(Source data)
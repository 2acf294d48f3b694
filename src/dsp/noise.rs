//! Additive white Gaussian noise at a target signal-to-noise ratio

use rand::rngs::StdRng;
use rand::SeedableRng;
use rand_distr::{Distribution, Normal};

use crate::core::{SamplingError, SamplingResult};

/// Population variance (mean squared deviation from the mean)
pub fn population_variance(values: &[f64]) -> f64 {
    if values.is_empty() {
        return 0.0;
    }
    let n = values.len() as f64;
    let mean = values.iter().sum::<f64>() / n;
    values.iter().map(|v| (v - mean).powi(2)).sum::<f64>() / n
}

/// Noise power that yields `snr_db` against a signal of `signal_power`
pub fn noise_power(signal_power: f64, snr_db: f64) -> f64 {
    signal_power / 10f64.powf(snr_db / 10.0)
}

/// Gaussian noise source with an owned, optionally seeded RNG
#[derive(Debug, Clone)]
pub struct NoiseInjector {
    rng: StdRng,
}

impl NoiseInjector {
    /// Seeded injectors reproduce the same noise sequence
    pub fn new(seed: Option<u64>) -> Self {
        let rng = match seed {
            Some(s) => StdRng::seed_from_u64(s),
            None => StdRng::from_entropy(),
        };
        Self { rng }
    }

    pub fn reseed(&mut self, seed: u64) {
        self.rng = StdRng::seed_from_u64(seed);
    }

    /// Return `amplitudes` plus one independent noise draw per point
    pub fn add_noise(&mut self, amplitudes: &[f64], snr_db: f64) -> SamplingResult<Vec<f64>> {
        if snr_db.is_nan() || snr_db == f64::NEG_INFINITY {
            return Err(SamplingError::InvalidSnr(snr_db));
        }

        let power = noise_power(population_variance(amplitudes), snr_db);
        let std_dev = power.sqrt();
        if std_dev == 0.0 {
            return Ok(amplitudes.to_vec());
        }

        let distribution =
            Normal::new(0.0, std_dev).map_err(|_| SamplingError::InvalidSnr(snr_db))?;

        Ok(amplitudes
            .iter()
            .map(|a| a + distribution.sample(&mut self.rng))
            .collect())
    }
}

impl Default for NoiseInjector {
    fn default() -> Self {
        Self::new(None)
    }
}
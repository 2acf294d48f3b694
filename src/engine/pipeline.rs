use log::{debug, warn};

use crate::core::{linspace, SamplingError, SamplingResult, TimeSeries};
use crate::dsp::{compute_error, reconstruct, resample, sample, DerivedParameters, SampleSet};
use crate::observability::{PipelineMetrics, Stage};

/// How many markers to draw and where
#[derive(Debug, Clone, Copy, PartialEq)]
pub struct SamplingPlan {
    pub sample_count: usize,
    /// Markers cover `[origin, origin + grid_span]`
    pub origin: f64,
    pub grid_span: f64,
    /// Requested sampling frequency in Hz
    pub sampling_frequency: f64,
}

/// Marker count for a real-valued request, bounded by `limit`
fn marker_count(count: f64, limit: usize) -> SamplingResult<usize> {
    if count.is_nan() || count <= 0.0 {
        return Ok(0);
    }
    if !count.is_finite() || count > limit as f64 {
        return Err(SamplingError::TooManySamples {
            requested: count,
            limit,
        });
    }
    Ok(count as usize)
}

impl SamplingPlan {
    /// Nothing to sample; only the raw signal is shown
    pub fn disabled() -> Self {
        Self {
            sample_count: 0,
            origin: 0.0,
            grid_span: 0.0,
            sampling_frequency: 0.0,
        }
    }

    /// Imported signals are sampled at `ratio` times their Nyquist frequency
    /// over their own time range.
    pub fn for_imported(
        params: &DerivedParameters,
        ratio: f64,
        raw: &TimeSeries,
        limit: usize,
    ) -> SamplingResult<Self> {
        let sampling_frequency = ratio * params.max_frequency;
        let origin = raw.min_time().unwrap_or(0.0);
        Ok(Self {
            sample_count: marker_count((sampling_frequency * params.duration).round(), limit)?,
            origin,
            grid_span: raw.max_time().unwrap_or(origin) - origin,
            sampling_frequency,
        })
    }

    /// Composed signals use the sampling frequency derived from the mixture
    /// and truncate the marker count.
    pub fn for_composed(params: &DerivedParameters, limit: usize) -> SamplingResult<Self> {
        Ok(Self {
            sample_count: marker_count(
                (params.sampling_frequency * params.duration).floor(),
                limit,
            )?,
            origin: 0.0,
            grid_span: params.duration,
            sampling_frequency: params.sampling_frequency,
        })
    }
}

/// Result of the sample/reconstruct/error stages
#[derive(Debug, Clone, PartialEq)]
pub enum CycleOutcome {
    /// Zero markers: sampling, reconstruction and error stages were skipped
    RawOnly,
    Reconstructed {
        samples: SampleSet,
        /// Sinc sum on its own grid
        reconstructed: TimeSeries,
        /// Sinc sum resampled onto the raw grid
        resampled: Vec<f64>,
        error: TimeSeries,
    },
}

impl CycleOutcome {
    pub fn samples(&self) -> Option<&SampleSet> {
        match self {
            Self::RawOnly => None,
            Self::Reconstructed { samples, .. } => Some(samples),
        }
    }

    pub fn error(&self) -> Option<&TimeSeries> {
        match self {
            Self::RawOnly => None,
            Self::Reconstructed { error, .. } => Some(error),
        }
    }
}

/// Shared tail of both signal modes: sample `raw`, rebuild it, measure the
/// residual on the raw grid.
///
/// Stages work on a time axis shifted by `plan.origin` so markers and the
/// sinc grid start at zero; outputs are shifted back.
pub fn run_stages(
    raw: &TimeSeries,
    plan: &SamplingPlan,
    metrics: &PipelineMetrics,
) -> SamplingResult<CycleOutcome> {
    if plan.sample_count < 2 {
        warn!(
            "Sample count resolved to {} at {} Hz; showing raw signal only",
            plan.sample_count, plan.sampling_frequency
        );
        return Ok(CycleOutcome::RawOnly);
    }

    let local_time: Vec<f64> = raw.time().iter().map(|t| t - plan.origin).collect();
    let mut samples = metrics.track(Stage::Sample, || {
        sample(&local_time, raw.amplitude(), plan.sample_count, plan.grid_span)
    })?;

    let period = samples.spacing().ok_or(SamplingError::InsufficientData {
        required: 2,
        actual: samples.len(),
    })?;
    let grid = linspace(0.0, samples.len() as f64 * period, samples.len());
    debug!(
        "Reconstructing {} markers, kernel period {:.6} s, origin {} s",
        samples.len(),
        period,
        plan.origin
    );

    let rebuilt = metrics.track(Stage::Reconstruct, || reconstruct(&samples, period, &grid))?;
    let resampled = metrics.track(Stage::Resample, || resample(&grid, &rebuilt, &local_time))?;
    let residual = metrics.track(Stage::Error, || compute_error(raw.amplitude(), &resampled))?;

    for x in samples.markers_x.iter_mut() {
        *x += plan.origin;
    }
    let grid = grid.into_iter().map(|t| t + plan.origin).collect();

    Ok(CycleOutcome::Reconstructed {
        samples,
        reconstructed: TimeSeries::new(grid, rebuilt)?,
        resampled,
        error: raw.with_amplitude(residual)?,
    })
}
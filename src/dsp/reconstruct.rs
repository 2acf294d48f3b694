//! Whittaker–Shannon reconstruction and cubic resampling

use std::f64::consts::PI;

use super::sampler::SampleSet;
use super::spline::CubicSpline;
use crate::core::{SamplingError, SamplingResult};

/// Normalized sinc, `sin(pi x) / (pi x)` with `sinc(0) = 1`
pub fn sinc(x: f64) -> f64 {
    if x.abs() < 1e-15 {
        1.0
    } else {
        (PI * x).sin() / (PI * x)
    }
}

/// Evaluate `sum_n y[n] * sinc((t - n*T) / T)` at every `t` of `target_grid`
pub fn reconstruct(
    markers: &SampleSet,
    sampling_period: f64,
    target_grid: &[f64],
) -> SamplingResult<Vec<f64>> {
    if sampling_period == 0.0 || !sampling_period.is_finite() {
        return Err(SamplingError::DivisionByZero("sampling period is zero"));
    }

    Ok(target_grid
        .iter()
        .map(|&t| {
            markers
                .markers_y
                .iter()
                .enumerate()
                .map(|(n, y)| y * sinc((t - n as f64 * sampling_period) / sampling_period))
                .sum::<f64>()
        })
        .collect())
}

/// Cubic interpolation of `(source_x, source_y)` evaluated at `target_x`
pub fn resample(source_x: &[f64], source_y: &[f64], target_x: &[f64]) -> SamplingResult<Vec<f64>> {
    let spline = CubicSpline::new(source_x, source_y)?;
    target_x.iter().map(|&t| spline.evaluate(t)).collect()
}
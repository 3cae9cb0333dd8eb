use serde::Deserialize;
use std::path::{Path, PathBuf};
use std::time::Duration;
use thiserror::Error;

#[derive(Error, Debug)]
pub enum ConfigError {
    #[error("failed to read {path}: {source}")]
    Read {
        path: PathBuf,
        source: std::io::Error,
    },
    #[error("invalid config file {path}: {source}")]
    Parse {
        path: PathBuf,
        source: toml::de::Error,
    },
}

/// Daemon configuration.
///
/// Built from defaults, then an optional TOML file, then `FACEID_*`
/// environment variables (highest precedence).
#[derive(Debug, Clone, Deserialize)]
#[serde(default)]
pub struct Config {
    /// V4L2 device path.
    pub camera_device: String,
    /// Requested capture size; the driver may pick a nearby one.
    pub camera_width: u32,
    pub camera_height: u32,
    /// Directory containing the ONNX model files.
    pub model_dir: PathBuf,
    /// SQLite database holding the face collection.
    pub db_path: PathBuf,
    /// Euclidean distance below which a face matches.
    pub match_threshold: f32,
    /// Minimum detector score for a face candidate.
    pub detector_score_threshold: f32,
    /// Frames discarded right after the camera opens (auto-exposure settling).
    pub warmup_frames: usize,
    /// Frames analyzed per enroll or verify request.
    pub frames_per_capture: usize,
    /// Upper bound on a verify request, in seconds.
    pub verify_timeout_secs: u64,
}

impl Default for Config {
    fn default() -> Self {
        let data_dir = xdg_dir("XDG_DATA_HOME", ".local/share").join("faceid");
        Self {
            camera_device: "/dev/video0".to_string(),
            camera_width: 640,
            camera_height: 480,
            model_dir: data_dir.join("models"),
            db_path: data_dir.join("faces.db"),
            match_threshold: faceid_core::DEFAULT_MATCH_THRESHOLD,
            detector_score_threshold: 0.5,
            warmup_frames: 4,
            frames_per_capture: 1,
            verify_timeout_secs: 10,
        }
    }
}

impl Config {
    /// Load from `FACEID_CONFIG` (or the XDG config file if present), then
    /// apply environment overrides.
    pub fn load() -> Result<Self, ConfigError> {
        let explicit = std::env::var("FACEID_CONFIG").ok().map(PathBuf::from);
        let path = explicit
            .clone()
            .unwrap_or_else(|| xdg_dir("XDG_CONFIG_HOME", ".config").join("faceid/config.toml"));

        let mut config = if explicit.is_some() || path.exists() {
            Self::from_file(&path)?
        } else {
            Self::default()
        };
        config.apply_overrides(|key| std::env::var(key).ok());
        Ok(config)
    }

    pub fn from_file(path: &Path) -> Result<Self, ConfigError> {
        let raw = std::fs::read_to_string(path).map_err(|source| ConfigError::Read {
            path: path.to_path_buf(),
            source,
        })?;
        let config = toml::from_str(&raw).map_err(|source| ConfigError::Parse {
            path: path.to_path_buf(),
            source,
        })?;
        tracing::info!(path = %path.display(), "loaded config file");
        Ok(config)
    }

    /// Apply `FACEID_*` overrides. Unparseable values are ignored with a warning.
    fn apply_overrides(&mut self, lookup: impl Fn(&str) -> Option<String>) {
        if let Some(v) = lookup("FACEID_CAMERA_DEVICE") {
            self.camera_device = v;
        }
        if let Some(v) = lookup("FACEID_MODEL_DIR") {
            self.model_dir = PathBuf::from(v);
        }
        if let Some(v) = lookup("FACEID_DB_PATH") {
            self.db_path = PathBuf::from(v);
        }
        override_parsed(&lookup, "FACEID_CAMERA_WIDTH", &mut self.camera_width);
        override_parsed(&lookup, "FACEID_CAMERA_HEIGHT", &mut self.camera_height);
        override_parsed(&lookup, "FACEID_MATCH_THRESHOLD", &mut self.match_threshold);
        override_parsed(&lookup, "FACEID_DETECTOR_SCORE_THRESHOLD", &mut self.detector_score_threshold);
        override_parsed(&lookup, "FACEID_WARMUP_FRAMES", &mut self.warmup_frames);
        override_parsed(&lookup, "FACEID_FRAMES_PER_CAPTURE", &mut self.frames_per_capture);
        override_parsed(&lookup, "FACEID_VERIFY_TIMEOUT_SECS", &mut self.verify_timeout_secs);
    }

    /// Path to the SCRFD detection model.
    pub fn detector_model_path(&self) -> PathBuf {
        self.model_dir.join("det_10g.onnx")
    }

    /// Path to the 128-d recognition model.
    pub fn recognizer_model_path(&self) -> PathBuf {
        self.model_dir.join("face_recognition_128.onnx")
    }

    pub fn verify_timeout(&self) -> Duration {
        Duration::from_secs(self.verify_timeout_secs)
    }
}

fn override_parsed<T: std::str::FromStr>(
    lookup: &impl Fn(&str) -> Option<String>,
    key: &str,
    slot: &mut T,
) {
    let Some(raw) = lookup(key) else {
        return;
    };
    match raw.parse() {
        Ok(v) => *slot = v,
        Err(_) => tracing::warn!(key, value = %raw, "ignoring unparseable override"),
    }
}

fn xdg_dir(var: &str, fallback: &str) -> PathBuf {
    std::env::var(var).map(PathBuf::from).unwrap_or_else(|_| {
        let home = std::env::var("HOME").unwrap_or_else(|_| "/tmp".to_string());
        PathBuf::from(home).join(fallback)
    })
}

#[cfg(test)]
mod tests {
    use super::*;
    use std::collections::HashMap;

    #[test]
    fn test_defaults() {
        let config = Config::default();
        assert_eq!(config.camera_device, "/dev/video0");
        assert_eq!((config.camera_width, config.camera_height), (640, 480));
        assert!((config.match_threshold - 0.6).abs() < 1e-6);
        assert_eq!(config.frames_per_capture, 1);
        assert!(config.db_path.ends_with("faceid/faces.db"));
        assert!(config.detector_model_path().ends_with("models/det_10g.onnx"));
    }

    #[test]
    fn test_partial_toml_keeps_defaults() {
        let config: Config = toml::from_str(
            r#"
            camera_device = "/dev/video4"
            match_threshold = 0.5
            "#,
        )
        .unwrap();
        assert_eq!(config.camera_device, "/dev/video4");
        assert!((config.match_threshold - 0.5).abs() < 1e-6);
        assert_eq!(config.warmup_frames, 4);
    }

    #[test]
    fn test_unknown_type_is_parse_error() {
        let path = std::env::temp_dir().join(format!("faceid-config-{}.toml", std::process::id()));
        std::fs::write(&path, "warmup_frames = \"many\"\n").unwrap();
        assert!(matches!(Config::from_file(&path), Err(ConfigError::Parse { .. })));
        let _ = std::fs::remove_file(path);
    }

    #[test]
    fn test_env_overrides() {
        let env: HashMap<&str, &str> = [
            ("FACEID_CAMERA_DEVICE", "/dev/video9"),
            ("FACEID_MATCH_THRESHOLD", "0.45"),
            ("FACEID_FRAMES_PER_CAPTURE", "3"),
            ("FACEID_WARMUP_FRAMES", "lots"),
        ]
        .into_iter()
        .collect();

        let mut config = Config::default();
        config.apply_overrides(|k| env.get(k).map(|v| v.to_string()));

        assert_eq!(config.camera_device, "/dev/video9");
        assert!((config.match_threshold - 0.45).abs() < 1e-6);
        assert_eq!(config.frames_per_capture, 3);
        // bad value leaves the default in place
        assert_eq!(config.warmup_frames, 4);
    }
}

Problem to work on - From the opening line of the data above, please print each line as written up to and including the line that contains "from the mean)", and nothing more.

Exercise response -
repository 2acf294d48f3b694
filename src/dsp/noise.rs
//! Additive white Gaussian noise at a target signal-to-noise ratio

use rand::rngs::StdRng;
use rand::SeedableRng;
use rand_distr::{Distribution, Normal};

use crate::core::{SamplingError, SamplingResult};

/// Population variance (mean squared deviation from the mean)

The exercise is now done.